If there was one thing I was anticipating more this year than Stephen King’s new novel, The Institute, it was IT Chapter Two. I absolutely loved Chapter One, mostly due to the fact that the child actors in the film were the epitome of The Losers’ Club in my eyes. They inhabited their roles so effortlessly. Yes, I had some minor gripes with Chapter One, but director Andy Muschietti seemed to understand the fact that IT was not horror… not really. IT was a coming of age story, one about the bonds of friendship and the pains of growing up.
And Muschietti continues that theme in Chapter Two. 27 years after their blood oath to return to Derry should Pennywise ever return, the disappearances and murders start up again and Mike Hanlon (Isaiah Mustafa) calls on his childhood friends to come home and put an end to It once and for all.
As with most book adaptations – especially King’s adaptations – there were some noticeable changes from book to screen. I know how bonkers the Ritual of Chüd is in the book and it does feel like one of those things that are impossible to film properly. So some of the changes to the movie were understandable, and thankfully, still made sense to a Constant Reader like myself.
“You know what they say about Derry. No one who dies here ever really dies.”

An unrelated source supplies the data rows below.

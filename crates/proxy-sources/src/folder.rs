//! Local folder source: ordered scan and decode of card images.

use std::path::Path;

use log::{debug, warn};
use proxy_layout::CardImage;

use crate::Result;

/// File extensions the folder source will try to decode
pub const SUPPORTED_EXTENSIONS: &[&str] = &["png", "jpg", "jpeg", "gif", "bmp", "tiff"];

/// A file that matched the extension filter but could not be loaded
#[derive(Debug, Clone)]
pub struct SkippedFile {
    pub name: String,
    pub reason: String,
}

/// Result of a folder scan. Cards are ordered by file name so repeated runs
/// produce the same sheet.
#[derive(Debug, Default)]
pub struct FolderScan {
    pub cards: Vec<CardImage>,
    pub skipped: Vec<SkippedFile>,
}

fn is_supported(name: &str) -> bool {
    Path::new(name)
        .extension()
        .and_then(|ext| ext.to_str())
        .is_some_and(|ext| {
            SUPPORTED_EXTENSIONS
                .iter()
                .any(|supported| ext.eq_ignore_ascii_case(supported))
        })
}

/// Scan `dir` for card images.
///
/// Files that fail to read or decode are recorded in
/// [`FolderScan::skipped`] and the scan continues; deciding whether an empty
/// result is fatal is left to the caller.
pub async fn scan_folder(dir: impl AsRef<Path>) -> Result<FolderScan> {
    let dir = dir.as_ref().to_owned();
    debug!("scanning folder {}", dir.display());

    let mut names = Vec::new();
    let mut entries = tokio::fs::read_dir(&dir).await?;
    while let Some(entry) = entries.next_entry().await? {
        let name = entry.file_name().to_string_lossy().into_owned();
        if entry.file_type().await?.is_file() && is_supported(&name) {
            names.push(name);
        }
    }
    names.sort();

    let mut scan = FolderScan::default();
    for name in names {
        let bytes = match tokio::fs::read(dir.join(&name)).await {
            Ok(bytes) => bytes,
            Err(err) => {
                warn!("failed to read '{name}': {err}");
                scan.skipped.push(SkippedFile {
                    name,
                    reason: err.to_string(),
                });
                continue;
            }
        };

        // Decoding is CPU-bound, keep it off the runtime
        let file_name = name.clone();
        match tokio::task::spawn_blocking(move || CardImage::decode(file_name, &bytes)).await? {
            Ok(card) => scan.cards.push(card),
            Err(err) => {
                warn!("failed to decode '{name}': {err}");
                scan.skipped.push(SkippedFile {
                    name,
                    reason: err.to_string(),
                });
            }
        }
    }

    Ok(scan)
}
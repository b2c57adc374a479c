//! Output-path handling.

use std::path::PathBuf;

/// Force a `.pdf` extension on the output path, case-insensitively.
pub fn ensure_pdf_extension(path: PathBuf) -> PathBuf {
    let has_pdf = path
        .extension()
        .and_then(|ext| ext.to_str())
        .is_some_and(|ext| ext.eq_ignore_ascii_case("pdf"));
    if has_pdf {
        path
    } else {
        let mut name = path.into_os_string();
        name.push(".pdf");
        PathBuf::from(name)
    }
}

#[cfg(test)]
mod tests {
    use super::*;

    #[test]
    fn appends_pdf_when_missing() {
        assert_eq!(
            ensure_pdf_extension(PathBuf::from("my_proxies")),
            PathBuf::from("my_proxies.pdf")
        );
    }

    #[test]
    fn keeps_existing_pdf_extension() {
        assert_eq!(
            ensure_pdf_extension(PathBuf::from("deck.pdf")),
            PathBuf::from("deck.pdf")
        );
        assert_eq!(
            ensure_pdf_extension(PathBuf::from("deck.PDF")),
            PathBuf::from("deck.PDF")
        );
    }

    #[test]
    fn other_extensions_still_get_pdf_appended() {
        assert_eq!(
            ensure_pdf_extension(PathBuf::from("deck.v2")),
            PathBuf::from("deck.v2.pdf")
        );
    }
}
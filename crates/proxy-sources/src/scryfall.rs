//! Scryfall lookups: fuzzy named-card search plus PNG artwork download.

use log::debug;
use proxy_layout::CardImage;
use serde::Deserialize;

use crate::{Result, SourceError};

const API_BASE: &str = "https://api.scryfall.com";

#[derive(Debug, Deserialize)]
struct NamedCard {
    name: String,
    image_uris: Option<ImageUris>,
    card_faces: Option<Vec<CardFace>>,
}

#[derive(Debug, Deserialize)]
struct CardFace {
    image_uris: Option<ImageUris>,
}

#[derive(Debug, Deserialize)]
struct ImageUris {
    png: String,
}

impl NamedCard {
    /// PNG artwork URL. Double-faced cards carry their art per face; use the
    /// front face.
    fn png_url(&self) -> Option<&str> {
        if let Some(uris) = &self.image_uris {
            return Some(&uris.png);
        }
        self.card_faces
            .as_ref()?
            .first()?
            .image_uris
            .as_ref()
            .map(|uris| uris.png.as_str())
    }
}

/// Client for the Scryfall card API.
///
/// Lookups are one blocking await each, with no retry or backoff; the caller
/// decides whether a failed name is fatal or skipped.
#[derive(Debug, Clone)]
pub struct ScryfallClient {
    http: reqwest::Client,
    base_url: String,
}

impl Default for ScryfallClient {
    fn default() -> Self {
        Self::new()
    }
}

impl ScryfallClient {
    pub fn new() -> Self {
        Self {
            http: reqwest::Client::new(),
            base_url: API_BASE.to_string(),
        }
    }

    /// Fetch and decode the PNG artwork for a card by (fuzzy) name.
    pub async fn named(&self, card_name: &str) -> Result<CardImage> {
        let url = format!("{}/cards/named", self.base_url);
        let response = self
            .http
            .get(&url)
            .query(&[("fuzzy", card_name)])
            .send()
            .await?;
        if !response.status().is_success() {
            return Err(SourceError::CardNotFound(card_name.to_string()));
        }

        let card: NamedCard = response.json().await?;
        let png_url = card
            .png_url()
            .ok_or_else(|| SourceError::MissingImage(card.name.clone()))?;
        debug!("downloading art for '{}' from {png_url}", card.name);

        let art = self.http.get(png_url).send().await?;
        if !art.status().is_success() {
            return Err(SourceError::MissingImage(card.name.clone()));
        }
        let bytes = art.bytes().await?;

        Ok(CardImage::decode(card.name, &bytes)?)
    }
}
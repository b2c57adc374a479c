//! Grid geometry and pagination.
//!
//! Everything here is pure arithmetic over [`crate::SheetOptions`]: margins
//! that center the grid, cell origins from grid positions, and the mapping
//! of a flat item sequence onto pages and cells.

mod grid;
mod placement;

pub use grid::{cell_origin, cell_rect, centering_margins};
pub use placement::{Placement, page_count, paginate, placement_for};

Changes aside, the cast was also phenomenal. Bill Hader, who plays Richie, is getting most of the accolades, and deservingly so. He is the perfect combination of comic relief and heart and Hader proves once again that he’s capable of some amazing dramatic range (fans of Barry will have already known this, of course). But I want to give some major credit to James Ransone as Eddie. Not only in terms of appearance, but Ransone nailed Jack Dylan Grazer’s mannerisms and speech patterns to a tee. He also has some of the best lines in the film.
That’s not to say I found the rest of the cast lacking. Mustafa, James McAvoy, Jessica Chastain, and Jay Ryan were all wonderful and matched perfectly with their younger counterparts – even Andy Bean shined with what limited screentime he had. I know a lot of people had their dream cast for Chapter Two, but having watched the film, I find it difficult to imagine anyone else in these roles now. I felt like Chapter One couldn’t work without the right kind of chemistry between the actors, and the same could absolutely be said about Chapter Two, maybe even more so. But once the characters are together and they begin to remember the events from 27 years ago, that familiarity sinks in and the bond that was forgotten resurfaces.

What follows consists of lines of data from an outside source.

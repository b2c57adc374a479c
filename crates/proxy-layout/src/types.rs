use printpdf::RawImage;

/// Position within the grid (row, column)
#[derive(Debug, Clone, Copy, PartialEq, Eq)]
pub struct GridPosition {
    /// Row index (0 = top row)
    pub row: usize,
    /// Column index (0 = leftmost column)
    pub col: usize,
}

impl GridPosition {
    pub fn new(row: usize, col: usize) -> Self {
        Self { row, col }
    }
}

/// A rectangular area in millimeters, y measured up from the page bottom
#[derive(Debug, Clone, Copy, PartialEq, Default)]
pub struct Rect {
    /// X position (left edge)
    pub x: f32,
    /// Y position (bottom edge)
    pub y: f32,
    /// Width
    pub width: f32,
    /// Height
    pub height: f32,
}

impl Rect {
    pub fn new(x: f32, y: f32, width: f32, height: f32) -> Self {
        Self {
            x,
            y,
            width,
            height,
        }
    }

    /// Right edge x coordinate
    pub fn right(&self) -> f32 {
        self.x + self.width
    }

    /// Top edge y coordinate
    pub fn top(&self) -> f32 {
        self.y + self.height
    }
}

/// Cut-guide style, fixed for a whole document
#[derive(Debug, Clone, Copy, PartialEq, Eq, Default)]
#[cfg_attr(feature = "serde", derive(serde::Serialize, serde::Deserialize))]
pub enum GuideStyle {
    /// Two short solid segments at each cell corner, extending outward
    #[default]
    CropMarks,
    /// A dashed rectangle on the cell boundary
    DashedOutline,
}

/// A decoded card image plus the name it was loaded under.
///
/// Images are decoded exactly once, at load time, and never mutated after;
/// printing several copies of a card repeats its index in the work-list
/// rather than cloning the pixels.
#[derive(Debug, Clone)]
pub struct CardImage {
    pub name: String,
    pub image: RawImage,
}

impl CardImage {
    /// Decode an image from its raw file bytes.
    pub fn decode(name: impl Into<String>, bytes: &[u8]) -> crate::Result<Self> {
        let name = name.into();
        let mut warnings = Vec::new();
        let image = RawImage::decode_from_bytes(bytes, &mut warnings).map_err(|message| {
            crate::LayoutError::Image {
                name: name.clone(),
                message,
            }
        })?;
        Ok(Self { name, image })
    }

    pub fn width_px(&self) -> usize {
        self.image.width
    }

    pub fn height_px(&self) -> usize {
        self.image.height
    }
}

Once again, Bill Skarsgård brings it as Pennywise. He carries an intense amount of malevolence in this film, using the Losers’ adult secrets and insecurities against them while still playing on their childhood fears. Pennywise is a character where the one portraying him/her/it just has to be able to let go of all control and devote 100% to the role and I think Skarsgård does it brilliantly, perfectly balancing the goofy charm needed of a clown to lure in the children, and the crazed mania of a monster hellbent on feeding from Derry.

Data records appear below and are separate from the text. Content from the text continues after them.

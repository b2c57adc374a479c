//! Cut-guide and cell rendering.

mod marks;
mod page;

pub use marks::{crop_mark_ops, dashed_outline_ops, guide_ops};
pub use page::{CellImage, page_ops};
use anyhow::{Result, bail};
use clap::{Parser, Subcommand};
use std::path::PathBuf;

use proxy_layout::{GuideStyle, SheetOptions};
use proxy_sources::ScryfallClient;

mod output;
mod prompt;

/// Default output for the folder variant
const DEFAULT_FOLDER_OUTPUT: &str = "proxies_with_thin_gaps_and_cropmarks.pdf";

/// Default output for the fetch variant
const DEFAULT_FETCH_OUTPUT: &str = "mtg_cards.pdf";

#[derive(Parser)]
#[command(name = "proxyprint", about = "Print-and-cut card proxy sheets", version)]
struct Cli {
    #[command(subcommand)]
    command: Commands,
}

#[derive(Subcommand)]
enum Commands {
    /// Lay out card images from a local folder, with crop marks and thin gaps
    Folder {
        /// Folder to scan for card images
        #[arg(short, long, default_value = "./images")]
        dir: PathBuf,

        /// Output PDF file (.pdf is appended if missing)
        #[arg(short, long)]
        output: Option<PathBuf>,

        /// Skip the interactive extra-copies prompt
        #[arg(long)]
        no_prompt: bool,
    },

    /// Fetch card artwork from Scryfall by name, with dashed cut outlines
    Fetch {
        /// Card names, e.g. 'Black Lotus' 'Ancestral Recall'
        #[arg(required = true)]
        card_names: Vec<String>,

        /// Output PDF file (.pdf is appended if missing)
        #[arg(short, long)]
        output: Option<PathBuf>,
    },
}

#[tokio::main]
async fn main() -> Result<()> {
    env_logger::init();
    let cli = Cli::parse();

    match cli.command {
        Commands::Folder {
            dir,
            output,
            no_prompt,
        } => run_folder(dir, output, no_prompt).await,
        Commands::Fetch { card_names, output } => run_fetch(card_names, output).await,
    }
}

async fn run_folder(dir: PathBuf, output: Option<PathBuf>, no_prompt: bool) -> Result<()> {
    let scan = proxy_sources::scan_folder(&dir).await?;
    for card in &scan.cards {
        println!("Loaded: {}", card.name);
    }
    for skipped in &scan.skipped {
        eprintln!("Failed to load '{}': {}", skipped.name, skipped.reason);
    }
    if scan.cards.is_empty() {
        bail!("No valid images found in {}", dir.display());
    }

    // One copy of each loaded card, in scan order; requested extras append.
    let mut sequence: Vec<usize> = (0..scan.cards.len()).collect();
    if !no_prompt {
        let names: Vec<&str> = scan.cards.iter().map(|card| card.name.as_str()).collect();
        let stdin = std::io::stdin();
        let mut stdout = std::io::stdout();
        sequence.extend(prompt::collect_extra_copies(
            &mut stdin.lock(),
            &mut stdout,
            &names,
        )?);
    }

    let output = output::ensure_pdf_extension(
        output.unwrap_or_else(|| PathBuf::from(DEFAULT_FOLDER_OUTPUT)),
    );
    let options = SheetOptions::with_cut_gaps();
    proxy_layout::generate_pdf(&scan.cards, &sequence, &options, GuideStyle::CropMarks, &output)
        .await?;
    println!("PDF generated: {}", output.display());
    Ok(())
}

async fn run_fetch(card_names: Vec<String>, output: Option<PathBuf>) -> Result<()> {
    let client = ScryfallClient::new();

    let mut deck = Vec::new();
    for name in &card_names {
        match client.named(name).await {
            Ok(card) => {
                println!("Fetched: {}", card.name);
                deck.push(card);
            }
            Err(err) => eprintln!("{err}"),
        }
    }
    if deck.is_empty() {
        bail!("No valid cards found");
    }

    let sequence: Vec<usize> = (0..deck.len()).collect();
    let output =
        output::ensure_pdf_extension(output.unwrap_or_else(|| PathBuf::from(DEFAULT_FETCH_OUTPUT)));
    let options = SheetOptions::default();
    proxy_layout::generate_pdf(&deck, &sequence, &options, GuideStyle::DashedOutline, &output)
        .await?;
    println!("PDF generated: {}", output.display());
    Ok(())
}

If I have to list my gripes, it’s simply that I wasn’t thrilled with the CGI. Some of it was really obvious and jarring, though I think they did a great job in the de-aging process of the flashback scenes with the kids but for one or two brief scenes. I wish they would have not used a CGI monster for the Kersch scene – in my opinion, it would have been much more frightening and effective if they had kept the old woman as is, but made her decaying as she attacked Bev.
I also feel like the return of Henry Bowers was a bit underwhelming, but what little role he did have was very effective and Nicholas Hamilton and Teach Grant did a phenomenal job with what they were given.
There was a lot of grumbling about the runtime nearing three hours, but I didn’t feel the length at all. It felt briskly paced and there is very little downtime in terms of action.
There are also a couple of cameos in the film – including a wonderful scene between Stephen King and James McAvoy that ends with a fun poke at the criticism that King can’t write a good ending. In fact, King readers will probably enjoy and appreciate a lot of the easter eggs Muschietti hid in the film for them.
Muschietti gave me a movie that I feel stayed true enough to the book to make it successful in my eyes. It’s always been difficult for Hollywood to faithfully adapt King’s novels, and some King fans are going to be disappointed with IT Chapter Two, understandably so. It’s not a perfect film, and it has some obvious flaws, but I think if you liked IT Chapter One, you’ll be satisfied with this conclusion.
Ultimately, so many of us know what it’s like to have friends at that young age, and then to grow up, move away, grow apart… forget. The dramatic themes of childhood, friendship, and adulthood are so very strong in IT and I think I enjoyed the movie as much as I did, despite its issues, because Muschietti was able to convey the parts of the novel that mattered the most to me.
Simply put, nobody writes childhood like Stephen King. And it was refreshing to finally see an adaptation (excluding The Body/Stand By Me, of course) that truly understands that.